Records contained in a dataset
•••
//! DTLS-Handshake-Session eines Media-Streams
//!
//! Zustaende: `Uninitialisiert -> Initialisiert -> Verbunden`. Einen
//! Fehlerzustand gibt es nicht: nach einem fehlgeschlagenen Handshake-Schritt
//! wird die OpenSSL-Verbindung aus dem gespeicherten Kontext neu aufgesetzt,
//! die Session bleibt `Initialisiert` und das naechste Datagramm loest einen
//! neuen Versuch aus. Ein bereits geschriebener Alert wird noch gesendet.
//!
//! Eine Session ist nicht fuer parallele Aufrufe gedacht; der besitzende
//! Stream serialisiert `treiben()`.

use bytes::Bytes;
use mediarelay_core::DtlsRolle;
use openssl::error::ErrorStack;
use openssl::ssl::{ErrorCode, Ssl, SslContext, SslMethod, SslStream, SslVerifyMode};
use std::sync::Arc;

use crate::dtls::config::DtlsKonfig;
use crate::dtls::puffer::DatagrammPuffer;
use crate::dtls::srtp::{schluessel_exportieren, SrtpSchluessel};
use crate::dtls::verify::{callback_bauen, FingerprintSlot, PruefErgebnis, PruefProtokoll};
use crate::error::{CryptoError, CryptoResult};
use crate::identity::DtlsIdentity;

#[derive(Debug, Clone, Copy, PartialEq, Eq)]
pub enum SessionZustand {
    Uninitialisiert,
    Initialisiert,
    Verbunden,
}

/// Ergebnis eines `treiben()`-Aufrufs
#[derive(Debug, Clone, PartialEq, Eq)]
pub enum DtlsAktion {
    /// Nichts zu senden
    Keine,
    /// Record(s) fuer den Peer, genau der Inhalt des Ausgangspuffers
    Senden(Bytes),
}

type Verbindung = SslStream<DatagrammPuffer>;

/// DTLS-Zustand eines Media-Streams
pub struct DtlsSession {
    kennung: String,
    zustand: SessionZustand,
    rolle: Option<DtlsRolle>,
    kontext: Option<SslContext>,
    mtu: u32,
    verbindung: Option<Verbindung>,
    max_ausgang: usize,
    pruefungen: PruefProtokoll,
}

impl DtlsSession {
    /// Erstellt eine uninitialisierte Session; `kennung` erscheint in Logs
    pub fn neu(kennung: impl Into<String>) -> Self {
        Self {
            kennung: kennung.into(),
            zustand: SessionZustand::Uninitialisiert,
            rolle: None,
            kontext: None,
            mtu: 0,
            verbindung: None,
            max_ausgang: 0,
            pruefungen: Default::default(),
        }
    }

    /// Baut den SSL-Kontext gegen die gemeinsame Identitaet auf
    ///
    /// Auf einer bereits initialisierten Session ein No-Op.
    pub fn initialisieren(
        &mut self,
        rolle: DtlsRolle,
        identity: &DtlsIdentity,
        konfig: &DtlsKonfig,
        erwartet: &FingerprintSlot,
    ) -> CryptoResult<()> {
        if self.zustand != SessionZustand::Uninitialisiert {
            return Ok(());
        }

        let mtu = u32::try_from(konfig.mtu).unwrap_or(u32::MAX);
        let kontext = self
            .kontext_bauen(identity, konfig, erwartet)
            .map_err(CryptoError::kontext)?;
        let verbindung =
            verbindung_oeffnen(&kontext, rolle, mtu).map_err(CryptoError::kontext)?;

        self.kontext = Some(kontext);
        self.verbindung = Some(verbindung);
        self.rolle = Some(rolle);
        self.mtu = mtu;
        self.max_ausgang = konfig.max_ausgang;
        self.zustand = SessionZustand::Initialisiert;

        tracing::debug!(stream = %self.kennung, rolle = %rolle, "DTLS-Session initialisiert");
        Ok(())
    }

    fn kontext_bauen(
        &self,
        identity: &DtlsIdentity,
        konfig: &DtlsKonfig,
        erwartet: &FingerprintSlot,
    ) -> Result<SslContext, ErrorStack> {
        let mut ctx = SslContext::builder(SslMethod::dtls())?;

        // RSA-1024 liegt unterhalb von Security-Level 2
        ctx.set_security_level(1);

        ctx.set_certificate(identity.zertifikat())?;
        ctx.set_private_key(identity.schluessel())?;
        ctx.check_private_key()?;

        ctx.set_verify_callback(
            SslVerifyMode::PEER | SslVerifyMode::FAIL_IF_NO_PEER_CERT,
            callback_bauen(
                Arc::downgrade(erwartet),
                self.kennung.clone(),
                Arc::clone(&self.pruefungen),
            ),
        );
        ctx.set_verify_depth(konfig.verify_tiefe);
        ctx.set_cipher_list(&konfig.cipher_liste)?;
        ctx.set_tlsext_use_srtp(&konfig.srtp_profile)?;
        Ok(ctx.build())
    }

    /// Ersetzt die OpenSSL-Verbindung durch eine frische mit gleicher Rolle
    ///
    /// Noch nicht abgeholte Ausgangsdaten (z.B. ein Alert) wandern mit.
    fn neu_aufsetzen(&mut self) -> CryptoResult<()> {
        let (Some(kontext), Some(rolle)) = (&self.kontext, self.rolle) else {
            return Err(CryptoError::NichtInitialisiert);
        };
        let mut neu = verbindung_oeffnen(kontext, rolle, self.mtu).map_err(CryptoError::kontext)?;

        if let Some(alt) = self.verbindung.as_mut() {
            let rest = alt.get_mut().ausgang_entnehmen();
            neu.get_mut().ausgang_anhaengen(&rest);
        }
        self.verbindung = Some(neu);
        Ok(())
    }

    /// Nimmt ein Datagramm entgegen, fuehrt einen Handshake-Schritt aus und
    /// liefert die zu sendenden Records
    ///
    /// Ohne Eingang aufgerufen startet die aktive Rolle den Handshake.
    pub fn treiben(&mut self, eingang: Option<&[u8]>) -> CryptoResult<DtlsAktion> {
        if self.zustand == SessionZustand::Verbunden {
            return Ok(DtlsAktion::Keine);
        }

        let verbindung = self
            .verbindung
            .as_mut()
            .ok_or(CryptoError::NichtInitialisiert)?;

        if let Some(daten) = eingang {
            verbindung.get_mut().eingang_anhaengen(daten);
        }

        match verbindung.do_handshake() {
            Ok(()) => {
                self.zustand = SessionZustand::Verbunden;
                tracing::debug!(stream = %self.kennung, "DTLS-Handshake erfolgreich");
            }
            Err(e) if e.code() == ErrorCode::WANT_READ || e.code() == ErrorCode::WANT_WRITE => {
                tracing::trace!(stream = %self.kennung, "DTLS-Handshake wartet auf Peer");
            }
            Err(e) => {
                tracing::debug!(
                    stream = %self.kennung,
                    grund = %e,
                    "DTLS-Handshake-Schritt fehlgeschlagen, Verbindung wird neu aufgesetzt"
                );
                self.neu_aufsetzen()?;
            }
        }

        let verbindung = self
            .verbindung
            .as_mut()
            .ok_or(CryptoError::NichtInitialisiert)?;
        Self::ausgang_leeren(verbindung.get_mut(), self.max_ausgang)
    }

    fn ausgang_leeren(puffer: &mut DatagrammPuffer, grenze: usize) -> CryptoResult<DtlsAktion> {
        let ausstehend = puffer.ausgang_ausstehend();
        if ausstehend == 0 {
            return Ok(DtlsAktion::Keine);
        }

        if ausstehend > grenze {
            puffer.ausgang_verwerfen();
            return Err(CryptoError::PufferUeberlauf { ausstehend, grenze });
        }

        Ok(DtlsAktion::Senden(puffer.ausgang_entnehmen()))
    }

    pub fn zustand(&self) -> SessionZustand {
        self.zustand
    }

    pub fn ist_verbunden(&self) -> bool {
        self.zustand == SessionZustand::Verbunden
    }

    pub fn rolle(&self) -> Option<DtlsRolle> {
        self.rolle
    }

    pub fn kennung(&self) -> &str {
        &self.kennung
    }

    pub fn eingang_ausstehend(&self) -> usize {
        self.verbindung
            .as_ref()
            .map_or(0, |v| v.get_ref().eingang_ausstehend())
    }

    pub fn ausgang_ausstehend(&self) -> usize {
        self.verbindung
            .as_ref()
            .map_or(0, |v| v.get_ref().ausgang_ausstehend())
    }

    /// Entnimmt die Ergebnisse aller Zertifikatspruefungen seit dem letzten Aufruf
    pub fn pruefungen_entnehmen(&self) -> Vec<PruefErgebnis> {
        std::mem::take(&mut *self.pruefungen.lock())
    }

    /// SRTP-Profil und Schluesselmaterial, sobald die Session verbunden ist
    pub fn srtp_schluessel(&self) -> CryptoResult<SrtpSchluessel> {
        let (Some(verbindung), Some(rolle)) = (&self.verbindung, self.rolle) else {
            return Err(CryptoError::NichtInitialisiert);
        };
        if !self.ist_verbunden() {
            return Err(CryptoError::NichtVerbunden);
        }
        schluessel_exportieren(verbindung.ssl(), rolle.ist_aktiv())
    }

    #[cfg(test)]
    fn puffer_fuer_test(&mut self) -> &mut DatagrammPuffer {
        self.verbindung.as_mut().unwrap().get_mut()
    }
}

fn verbindung_oeffnen(
    kontext: &SslContext,
    rolle: DtlsRolle,
    mtu: u32,
) -> Result<Verbindung, ErrorStack> {
    let mut ssl = Ssl::new(kontext)?;
    ssl.set_mtu(mtu)?;
    match rolle {
        DtlsRolle::Aktiv => ssl.set_connect_state(),
        DtlsRolle::Passiv => ssl.set_accept_state(),
    }
    SslStream::new(ssl, DatagrammPuffer::neu())
}

impl std::fmt::Debug for DtlsSession {
    fn fmt(&self, f: &mut std::fmt::Formatter<'_>) -> std::fmt::Result {
        f.debug_struct("DtlsSession")
            .field("kennung", &self.kennung)
            .field("zustand", &self.zustand)
            .field("rolle", &self.rolle)
            .finish()
    }
}

// ---------------------------------------------------------------------------
// Tests
// ---------------------------------------------------------------------------
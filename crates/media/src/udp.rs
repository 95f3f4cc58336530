//! UDP-Versand von DTLS-Records mit expliziter Quelladresse
//!
//! Der Relay lauscht typischerweise auf einer Wildcard-Adresse. Damit die
//! Antwort von genau der Adresse kommt, an die der Peer gesendet hat, wird
//! die lokale Quelladresse per Ancillary-Data (`IP_PKTINFO` bzw.
//! `IPV6_PKTINFO`) an `sendmsg` uebergeben.
//!
//! ```text
//! DtlsTransport::senden()
//!     |
//!     v
//! AusgehendesDatagramm { quelle, ziel, nutzdaten }
//!     |
//!     v
//! DatagrammSender::senden()  --> sendmsg(MSG_DONTWAIT) + PKTINFO
//! ```
//!
//! Ein Versuch, nicht blockierend, keine Wiederholung.

use std::io;
use std::net::SocketAddr;
use std::sync::Arc;
use tokio::net::UdpSocket;

/// Ein zu sendendes Datagramm mit Quell- und Zieladresse
#[derive(Debug, Clone, Copy)]
pub struct AusgehendesDatagramm<'a> {
    /// Lokale Quelladresse; der Port ergibt sich aus dem Socket
    pub quelle: SocketAddr,
    pub ziel: SocketAddr,
    pub nutzdaten: &'a [u8],
}

/// Versandweg fuer DTLS-Records
pub trait DatagrammSender: Send + Sync {
    /// Sendet genau ein Datagramm, ohne zu blockieren
    fn senden(&self, datagramm: &AusgehendesDatagramm<'_>) -> io::Result<usize>;
}

/// Sendet ueber einen gebundenen UDP-Socket mit PKTINFO-Quelladresse
pub struct PktinfoSender {
    socket: Arc<UdpSocket>,
    #[cfg_attr(not(any(target_os = "linux", target_os = "android")), allow(dead_code))]
    ipv6: bool,
}

impl PktinfoSender {
    /// Uebernimmt einen bereits gebundenen Socket (z.B. den des Empfangs-Loops)
    pub fn neu(socket: Arc<UdpSocket>) -> io::Result<Self> {
        let ipv6 = socket.local_addr()?.is_ipv6();
        Ok(Self { socket, ipv6 })
    }

    /// Bindet einen neuen UDP-Socket
    pub async fn binden(addr: SocketAddr) -> io::Result<Self> {
        let socket = UdpSocket::bind(addr).await?;
        tracing::info!(addr = %socket.local_addr()?, "DTLS-UDP-Socket gebunden");
        Self::neu(Arc::new(socket))
    }

    pub fn socket(&self) -> &Arc<UdpSocket> {
        &self.socket
    }

    pub fn lokale_adresse(&self) -> io::Result<SocketAddr> {
        self.socket.local_addr()
    }
}

impl DatagrammSender for PktinfoSender {
    #[cfg(any(target_os = "linux", target_os = "android"))]
    fn senden(&self, datagramm: &AusgehendesDatagramm<'_>) -> io::Result<usize> {
        use std::os::fd::AsRawFd;
        pktinfo::senden(self.socket.as_raw_fd(), self.ipv6, datagramm)
    }

    #[cfg(not(any(target_os = "linux", target_os = "android")))]
    fn senden(&self, datagramm: &AusgehendesDatagramm<'_>) -> io::Result<usize> {
        self.socket.try_send_to(datagramm.nutzdaten, datagramm.ziel)
    }
}

#[cfg(any(target_os = "linux", target_os = "android"))]
mod pktinfo {
    use super::AusgehendesDatagramm;
    use nix::sys::socket::{sendmsg, ControlMessage, MsgFlags, SockaddrIn, SockaddrIn6};
    use std::io::{self, IoSlice};
    use std::net::{IpAddr, Ipv4Addr, Ipv6Addr, SocketAddr, SocketAddrV4, SocketAddrV6};
    use std::os::fd::RawFd;

    pub(super) fn senden(
        fd: RawFd,
        ipv6: bool,
        datagramm: &AusgehendesDatagramm<'_>,
    ) -> io::Result<usize> {
        let iov = [IoSlice::new(datagramm.nutzdaten)];
        let flags = MsgFlags::MSG_DONTWAIT;

        let gesendet = if ipv6 {
            let quelle = als_v6(datagramm.quelle.ip());
            let ziel = match datagramm.ziel {
                SocketAddr::V4(v4) => SocketAddrV6::new(v4.ip().to_ipv6_mapped(), v4.port(), 0, 0),
                SocketAddr::V6(v6) => v6,
            };
            let info = libc::in6_pktinfo {
                ipi6_addr: libc::in6_addr {
                    s6_addr: quelle.octets(),
                },
                ipi6_ifindex: 0,
            };
            sendmsg(
                fd,
                &iov,
                &[ControlMessage::Ipv6PacketInfo(&info)],
                flags,
                Some(&SockaddrIn6::from(ziel)),
            )
        } else {
            let quelle = als_v4(datagramm.quelle.ip()).ok_or_else(|| adressfamilie(datagramm.quelle))?;
            let ziel = match datagramm.ziel {
                SocketAddr::V4(v4) => v4,
                SocketAddr::V6(v6) => v6
                    .ip()
                    .to_ipv4_mapped()
                    .map(|ip| SocketAddrV4::new(ip, v6.port()))
                    .ok_or_else(|| adressfamilie(datagramm.ziel))?,
            };
            let info = libc::in_pktinfo {
                ipi_ifindex: 0,
                ipi_spec_dst: libc::in_addr {
                    s_addr: u32::from(quelle).to_be(),
                },
                ipi_addr: libc::in_addr { s_addr: 0 },
            };
            sendmsg(
                fd,
                &iov,
                &[ControlMessage::Ipv4PacketInfo(&info)],
                flags,
                Some(&SockaddrIn::from(ziel)),
            )
        };

        gesendet.map_err(io::Error::from)
    }

    fn als_v6(ip: IpAddr) -> Ipv6Addr {
        match ip {
            IpAddr::V4(v4) => v4.to_ipv6_mapped(),
            IpAddr::V6(v6) => v6,
        }
    }

    fn als_v4(ip: IpAddr) -> Option<Ipv4Addr> {
        match ip {
            IpAddr::V4(v4) => Some(v4),
            IpAddr::V6(v6) => v6.to_ipv4_mapped(),
        }
    }

    fn adressfamilie(addr: SocketAddr) -> io::Error {
        io::Error::new(
            io::ErrorKind::InvalidInput,
            format!("IPv6-Adresse {addr} auf IPv4-Socket"),
        )
    }
}

// ---------------------------------------------------------------------------
// Tests
// ---------------------------------------------------------------------------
•••
= Problem to work on =
Copy out, from the data above, each line where the string "gesendet" is present.

= Result =
//! neuen Versuch aus. Ein bereits geschriebener Alert wird noch gesendet.
//! Antwort von genau der Adresse kommt, an die der Peer gesendet hat, wird
        let gesendet = if ipv6 {
        gesendet.map_err(io::Error::from)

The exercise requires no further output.